To be honest, the link between the F1 car and this hot-hatch Clio is a little tenuous. The Clio RS 18 F1 has a black-and-yellow colour scheme inspired by the F1 car’s livery. And both cars are powered by 1.6-litre turbo engines. But really, that’s where all similarities end.

In essence, the RS 18 F1 is a limited-edition version of the standard Clio RS220 Trophy. In technical terms, it means the little hatch gets a bespoke four-cylinder turbo engine fettled to deliver a wholesome 162kW of muscle.

Add the 280Nm of torque, factor in a kerb mass of only 1,172kg, and you have a recipe for real get-up-and-go. The gearbox is a six-speed dual-clutch design, feeding the engine’s urge to the front wheels.

What? No manual transmission option? Purists will be disappointed, but dual-clutch gearboxes tend to be more efficient, while those shift paddles do endow gear changes with a racier feel.

Drivetrain apart, the Clio RS rides on a lower, stiffer suspension, while the wheels are gloss-black 18-inch alloys shod with sticky Michelin rubber. Upgraded disc brakes front and rear recognise the need to match stopping power to the Clio’s elevated performance.

The cockpit is racy, too. Black is the dominant hue, with crimson detailing and some aluminium brightwork (including alloy pedals) adding some welcome visual interest.

The heavily bolstered bucket seats feel firm but comfortable, while the thick-rimmed steering wheel neatly frames analogue dials and a digital speedometer. The large shift paddles behind the steering wheel are fixed, by the way, and don’t rotate with the steering wheel.

It may be F1-inspired, but there’s no shortage of creature comforts in the RS 18 F1’s cabin. The centre stack is home to a 7-inch touchscreen that looks after the Clio’s full-house infotainment system.

Apart from Bluetooth-based hands-free telephony and audio streaming, there’s also satnav, FM/AM radio, USB and stereo jackplug connectivity. Add aircon, remote central locking with keyless access, cruise control and heated seats, and the RS ticks most of the nice-to-have boxes.

The problem with performance-focussed road cars like this Clio RS is that they can often end up being compromised from a day-to-day driving perspective.

While it’s fun to head for the hills on an early weekend morning, and to blast the cobwebs away on a quiet country road, most RS owners will also need to commute, fetch and carry kids, and embark on the occasional long-distance holiday trip.

Here’s the good news: the Clio RS might look like a three-door, but it actually has two rear doors, with the door latch cleverly concealed in the C-pillar. Rear seating is less cramped than expected, too, making the little Renault a lot more practical than expected.

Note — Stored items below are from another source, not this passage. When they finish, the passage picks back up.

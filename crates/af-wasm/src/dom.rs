//! `web-sys` implementation of the page seam.

use js_sys::Reflect;
use wasm_bindgen::{JsCast, JsValue};
use web_sys::{Document, Element, Event, EventInit, Node, NodeList, Window};

use af_core::{AddedNode, FormField, Page, PageError};

use crate::js_error;

#[derive(Debug, Clone)]
pub struct DomPage {
    window: Window,
    document: Document,
}

impl DomPage {
    pub fn new() -> Result<Self, JsValue> {
        let window = web_sys::window().ok_or_else(|| JsValue::from_str("No global window"))?;
        let document = window
            .document()
            .ok_or_else(|| JsValue::from_str("Window has no document"))?;
        Ok(Self { window, document })
    }

    pub fn window(&self) -> &Window {
        &self.window
    }

    pub fn document(&self) -> &Document {
        &self.document
    }
}

impl Page for DomPage {
    type Field = DomField;

    fn url(&self) -> String {
        self.window.location().href().unwrap_or_default()
    }

    fn query_all(&self, selector: &str) -> Result<Vec<DomField>, PageError> {
        let list = self
            .document
            .query_selector_all(selector)
            .map_err(|e| PageError::InvalidSelector {
                selector: selector.to_string(),
                reason: js_error(&e),
            })?;
        Ok(elements(&list).map(DomField).collect())
    }
}

/// Elements of a node list, in list order.
pub(crate) fn elements(list: &NodeList) -> impl Iterator<Item = Element> + '_ {
    (0..list.length())
        .filter_map(move |i| list.get(i))
        .filter_map(|node| node.dyn_into::<Element>().ok())
}

/// A live DOM element.
#[derive(Debug, Clone, PartialEq)]
pub struct DomField(pub Element);

impl DomField {
    pub fn element(&self) -> &Element {
        &self.0
    }
}

impl FormField for DomField {
    fn current_value(&self) -> Option<String> {
        Reflect::get(self.0.as_ref(), &JsValue::from_str("value"))
            .ok()
            .and_then(|value| value.as_string())
    }

    fn closest(&self, selector: &str) -> Option<Self> {
        self.0.closest(selector).ok().flatten().map(DomField)
    }

    fn query_first(&self, selector: &str) -> Option<Self> {
        self.0.query_selector(selector).ok().flatten().map(DomField)
    }

    fn set_value(&self, value: &str) {
        if let Err(e) = Reflect::set(self.0.as_ref(), &JsValue::from_str("value"), &JsValue::from_str(value)) {
            log::warn!("Failed to set value on <{}>: {}", self.0.tag_name(), js_error(&e));
        }
    }

    fn dispatch_input(&self) -> Result<(), PageError> {
        let init = EventInit::new();
        init.set_bubbles(true);
        init.set_cancelable(false);

        let event = Event::new_with_event_init_dict("input", &init).map_err(|e| PageError::Dispatch {
            event: "input",
            reason: js_error(&e),
        })?;
        self.0.dispatch_event(&event).map_err(|e| PageError::Dispatch {
            event: "input",
            reason: js_error(&e),
        })?;
        Ok(())
    }
}

/// A node delivered in a mutation record's `addedNodes`.
pub struct AddedDomNode(pub Node);

impl AddedNode for AddedDomNode {
    fn matches_selector(&self, selector: &str) -> bool {
        self.0
            .dyn_ref::<Element>()
            .map(|el| el.matches(selector).unwrap_or(false))
            .unwrap_or(false)
    }

    fn contains_selector(&self, selector: &str) -> bool {
        self.0
            .dyn_ref::<Element>()
            .and_then(|el| el.query_selector(selector).ok().flatten())
            .is_some()
    }
}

At 300 litres, the boot isn’t huge, but it’s useful, and you can always fold the split rear bench seat flat to increase cargo space if necessary. Plus, the Clio is one of the safest hatches in its class, with a five-star Euro-NCAP rating and a raft of active and passive safety features.

So yes, the Clio RS looks like a viable everyday motoring solution from a space, practicality and safety perspective. But there are also some notable compromises.

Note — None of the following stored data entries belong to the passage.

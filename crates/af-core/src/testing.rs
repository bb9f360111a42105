//! In-memory fakes for the page, view, timers and framework seams.

use std::cell::{Cell, RefCell};
use std::collections::{HashMap, HashSet};
use std::rc::{Rc, Weak};

use crate::binding::BindingSources;
use crate::debounce::{TimerError, Timers};
use crate::editor::RuleView;
use crate::framework::{FrameworkError, InstanceProbe, ReactiveFramework};
use crate::page::{FormField, Page, PageError};
use crate::trigger::AddedNode;
use crate::types::Rule;

// =============================================================================
// Fake DOM
// =============================================================================

struct FakeNode {
    tag: String,
    id: String,
    classes: Vec<String>,
    attributes: RefCell<Vec<(String, String)>>,
    value: RefCell<Option<String>>,
    parent: RefCell<Weak<FakeNode>>,
    children: RefCell<Vec<Rc<FakeNode>>>,
    input_events: Cell<usize>,
    writes: Cell<usize>,
}

#[derive(Clone)]
pub struct FakeField(Rc<FakeNode>);

impl FakeField {
    pub fn same_node(&self, other: &FakeField) -> bool {
        Rc::ptr_eq(&self.0, &other.0)
    }

    pub fn set_attribute(&self, name: &str, value: &str) {
        self.0
            .attributes
            .borrow_mut()
            .push((name.to_string(), value.to_string()));
    }

    pub fn attributes(&self) -> Vec<(String, String)> {
        self.0.attributes.borrow().clone()
    }

    pub fn input_events(&self) -> usize {
        self.0.input_events.get()
    }

    pub fn write_count(&self) -> usize {
        self.0.writes.get()
    }

    fn matches(&self, selector: &str) -> Result<bool, PageError> {
        let mut any = false;
        for part in selector.split(',') {
            any |= SimpleSelector::parse(part.trim(), selector)?.matches(&self.0);
        }
        Ok(any)
    }

    fn descendants(&self) -> Vec<FakeField> {
        let mut out = Vec::new();
        collect(&self.0.children.borrow(), &mut out);
        out
    }
}

fn collect(nodes: &[Rc<FakeNode>], out: &mut Vec<FakeField>) {
    for node in nodes {
        out.push(FakeField(node.clone()));
        collect(&node.children.borrow(), out);
    }
}

/// `tag`, `#id`, `.class` and compounds of them.
struct SimpleSelector {
    tag: Option<String>,
    id: Option<String>,
    classes: Vec<String>,
}

impl SimpleSelector {
    fn parse(part: &str, full: &str) -> Result<Self, PageError> {
        let invalid = || PageError::InvalidSelector {
            selector: full.to_string(),
            reason: "unsupported syntax".to_string(),
        };
        if part.is_empty()
            || !part
                .chars()
                .all(|c| c.is_ascii_alphanumeric() || matches!(c, '-' | '_' | '#' | '.'))
        {
            return Err(invalid());
        }

        let mut selector = SimpleSelector { tag: None, id: None, classes: Vec::new() };
        let mut kind = ' ';
        let mut current = String::new();
        let flush = |kind: char, text: &mut String, sel: &mut SimpleSelector| -> Result<(), PageError> {
            if text.is_empty() {
                return if kind == ' ' { Ok(()) } else { Err(invalid()) };
            }
            match kind {
                '#' => sel.id = Some(std::mem::take(text)),
                '.' => sel.classes.push(std::mem::take(text)),
                _ => sel.tag = Some(std::mem::take(text)),
            }
            Ok(())
        };
        for c in part.chars() {
            if c == '#' || c == '.' {
                flush(kind, &mut current, &mut selector)?;
                kind = c;
            } else {
                current.push(c);
            }
        }
        flush(kind, &mut current, &mut selector)?;
        Ok(selector)
    }

    fn matches(&self, node: &FakeNode) -> bool {
        self.tag.as_ref().map_or(true, |t| *t == node.tag)
            && self.id.as_ref().map_or(true, |id| *id == node.id)
            && self.classes.iter().all(|c| node.classes.contains(c))
    }
}

impl FormField for FakeField {
    fn current_value(&self) -> Option<String> {
        self.0.value.borrow().clone()
    }

    fn closest(&self, selector: &str) -> Option<Self> {
        let mut current = Some(self.clone());
        while let Some(node) = current {
            if node.matches(selector).unwrap_or(false) {
                return Some(node);
            }
            current = node.0.parent.borrow().upgrade().map(FakeField);
        }
        None
    }

    fn query_first(&self, selector: &str) -> Option<Self> {
        self.descendants()
            .into_iter()
            .find(|node| node.matches(selector).unwrap_or(false))
    }

    fn set_value(&self, value: &str) {
        self.0.writes.set(self.0.writes.get() + 1);
        *self.0.value.borrow_mut() = Some(value.to_string());
    }

    fn dispatch_input(&self) -> Result<(), PageError> {
        self.0.input_events.set(self.0.input_events.get() + 1);
        Ok(())
    }
}

impl AddedNode for FakeField {
    fn matches_selector(&self, selector: &str) -> bool {
        self.matches(selector).unwrap_or(false)
    }

    fn contains_selector(&self, selector: &str) -> bool {
        self.query_first(selector).is_some()
    }
}

#[derive(Clone)]
pub struct FakePage {
    url: Rc<RefCell<String>>,
    roots: Rc<RefCell<Vec<Rc<FakeNode>>>>,
    queries: Rc<RefCell<Vec<String>>>,
}

impl FakePage {
    pub fn new(url: &str) -> Self {
        Self {
            url: Rc::new(RefCell::new(url.to_string())),
            roots: Rc::default(),
            queries: Rc::default(),
        }
    }

    /// Append an element. Only `input` elements carry a value property.
    pub fn append(&self, parent: Option<&FakeField>, tag: &str, id: &str, classes: &[&str]) -> FakeField {
        let node = Rc::new(FakeNode {
            tag: tag.to_string(),
            id: id.to_string(),
            classes: classes.iter().map(|c| c.to_string()).collect(),
            attributes: RefCell::new(Vec::new()),
            value: RefCell::new((tag == "input").then(String::new)),
            parent: RefCell::new(Weak::new()),
            children: RefCell::new(Vec::new()),
            input_events: Cell::new(0),
            writes: Cell::new(0),
        });
        match parent {
            Some(parent) => {
                *node.parent.borrow_mut() = Rc::downgrade(&parent.0);
                parent.0.children.borrow_mut().push(node.clone());
            }
            None => self.roots.borrow_mut().push(node.clone()),
        }
        FakeField(node)
    }

    pub fn queries(&self) -> Vec<String> {
        self.queries.borrow().clone()
    }
}

impl Page for FakePage {
    type Field = FakeField;

    fn url(&self) -> String {
        self.url.borrow().clone()
    }

    fn query_all(&self, selector: &str) -> Result<Vec<FakeField>, PageError> {
        self.queries.borrow_mut().push(selector.to_string());
        let mut all = Vec::new();
        collect(&self.roots.borrow(), &mut all);
        let mut out = Vec::new();
        for node in all {
            if node.matches(selector)? {
                out.push(node);
            }
        }
        Ok(out)
    }
}

// =============================================================================
// Fake view
// =============================================================================

#[derive(Default)]
pub struct RecordingView {
    renders: RefCell<Vec<Vec<Rule>>>,
    form_clears: Cell<usize>,
    alerts: RefCell<Vec<String>>,
}

impl RecordingView {
    pub fn last_render(&self) -> Option<Vec<Rule>> {
        self.renders.borrow().last().cloned()
    }

    pub fn render_count(&self) -> usize {
        self.renders.borrow().len()
    }

    pub fn form_clears(&self) -> usize {
        self.form_clears.get()
    }

    pub fn alerts(&self) -> Vec<String> {
        self.alerts.borrow().clone()
    }
}

impl RuleView for RecordingView {
    fn render(&self, rules: &[Rule]) {
        self.renders.borrow_mut().push(rules.to_vec());
    }

    fn clear_form(&self) {
        self.form_clears.set(self.form_clears.get() + 1);
    }

    fn alert(&self, message: &str) {
        self.alerts.borrow_mut().push(message.to_string());
    }
}

// =============================================================================
// Fake timers
// =============================================================================

struct PendingTimer {
    handle: u32,
    due: u64,
    task: Box<dyn FnOnce()>,
}

#[derive(Clone, Default)]
pub struct FakeTimers {
    now: Rc<Cell<u64>>,
    next_handle: Rc<Cell<u32>>,
    pending: Rc<RefCell<Vec<PendingTimer>>>,
}

impl FakeTimers {
    pub fn new() -> Self {
        Self::default()
    }

    /// Move the clock forward, running due tasks in deadline order.
    pub fn advance(&self, ms: u64) {
        let target = self.now.get() + ms;
        loop {
            let next = {
                let mut pending = self.pending.borrow_mut();
                let due_index = pending
                    .iter()
                    .enumerate()
                    .filter(|(_, t)| t.due <= target)
                    .min_by_key(|(_, t)| (t.due, t.handle))
                    .map(|(i, _)| i);
                due_index.map(|i| pending.remove(i))
            };
            match next {
                Some(timer) => {
                    self.now.set(timer.due);
                    (timer.task)();
                }
                None => break,
            }
        }
        self.now.set(target);
    }
}

impl Timers for FakeTimers {
    type Handle = u32;

    fn set_timeout(&self, delay_ms: u32, task: Box<dyn FnOnce()>) -> Result<u32, TimerError> {
        let handle = self.next_handle.get() + 1;
        self.next_handle.set(handle);
        self.pending.borrow_mut().push(PendingTimer {
            handle,
            due: self.now.get() + u64::from(delay_ms),
            task,
        });
        Ok(handle)
    }

    fn clear_timeout(&self, handle: u32) {
        self.pending.borrow_mut().retain(|t| t.handle != handle);
    }
}

// =============================================================================
// Fake framework
// =============================================================================

pub struct FakeProbe {
    name: &'static str,
    instance: Option<u32>,
}

impl FakeProbe {
    pub fn new(name: &'static str, instance: Option<u32>) -> Self {
        Self { name, instance }
    }
}

impl InstanceProbe<u32> for FakeProbe {
    fn name(&self) -> &'static str {
        self.name
    }

    fn find(&self) -> Option<u32> {
        self.instance
    }
}

#[derive(Default)]
struct FrameworkState {
    /// Dotted paths of objects reachable from the root.
    objects: HashSet<String>,
    /// (holder path, key) -> assigned value
    values: HashMap<(String, String), String>,
    ticks: Vec<Box<dyn FnOnce()>>,
    set_calls: usize,
    fail_sets: bool,
    fail_ticks: bool,
}

/// Graph nodes are dotted paths; the root is the empty path.
#[derive(Clone, Default)]
pub struct FakeFramework(Rc<RefCell<FrameworkState>>);

impl FakeFramework {
    pub fn new() -> Self {
        Self::default()
    }

    pub fn instance(&self) -> u32 {
        1
    }

    pub fn define_object(&self, path: &str) {
        self.0.borrow_mut().objects.insert(path.to_string());
    }

    pub fn value_at(&self, holder: &str, key: &str) -> Option<String> {
        self.0
            .borrow()
            .values
            .get(&(holder.to_string(), key.to_string()))
            .cloned()
    }

    pub fn set_calls(&self) -> usize {
        self.0.borrow().set_calls
    }

    pub fn fail_sets(&self) {
        self.0.borrow_mut().fail_sets = true;
    }

    pub fn fail_ticks(&self) {
        self.0.borrow_mut().fail_ticks = true;
    }

    /// Run queued next-tick tasks.
    pub fn flush(&self) {
        let ticks = std::mem::take(&mut self.0.borrow_mut().ticks);
        for task in ticks {
            task();
        }
    }
}

impl ReactiveFramework<FakeField> for FakeFramework {
    type Instance = u32;
    type Node = String;

    fn root(&self, _instance: &u32) -> String {
        String::new()
    }

    fn binding_sources(&self, field: &FakeField) -> BindingSources {
        BindingSources {
            attributes: field.attributes(),
            ..BindingSources::default()
        }
    }

    fn lookup(&self, node: &String, key: &str) -> Option<String> {
        let child = if node.is_empty() {
            key.to_string()
        } else {
            format!("{}.{}", node, key)
        };
        self.0.borrow().objects.contains(&child).then_some(child)
    }

    fn reactive_set(&self, _instance: &u32, holder: &String, key: &str, value: &str) -> Result<(), FrameworkError> {
        let mut state = self.0.borrow_mut();
        if state.fail_sets {
            return Err(FrameworkError::MissingPrimitive("$set"));
        }
        state.set_calls += 1;
        state.values.insert((holder.clone(), key.to_string()), value.to_string());
        Ok(())
    }

    fn next_tick(&self, _instance: &u32, task: Box<dyn FnOnce()>) -> Result<(), FrameworkError> {
        let mut state = self.0.borrow_mut();
        if state.fail_ticks {
            return Err(FrameworkError::MissingPrimitive("$nextTick"));
        }
        state.ticks.push(task);
        Ok(())
    }
}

Hit the start button, and the bespoke Akrapovič exhaust system’s resonant vocals act as an instant reminder that this is a performance car first and foremost. It’s a sound that suits the RS persona, but can be intrusive.

The 1.6-litre turbo engine is a delight, revving to the redline with alacrity, and producing plenty of shove. In absolute terms, 6.6sec for the 0-100km/h sprint is swift rather than race car rapid, but the Clio’s reactions to throttle, brake and steering inputs are certainly incisive, and the line of communication between car and driver is unambiguously direct.

It scorches off the mark with real glee, while in-gear acceleration is equally enthusiastic. The lower, stiffer suspension ensures you know exactly what the Clio is doing, and despite its electric assistance, the steering feels reasonably communicative.

This is a car that loves attacking sweeps and bends, curves and corners, fast or slow, wide or narrow. It slices through mountain passes with surgical precision, while maintaining exceptional levels of composure and control.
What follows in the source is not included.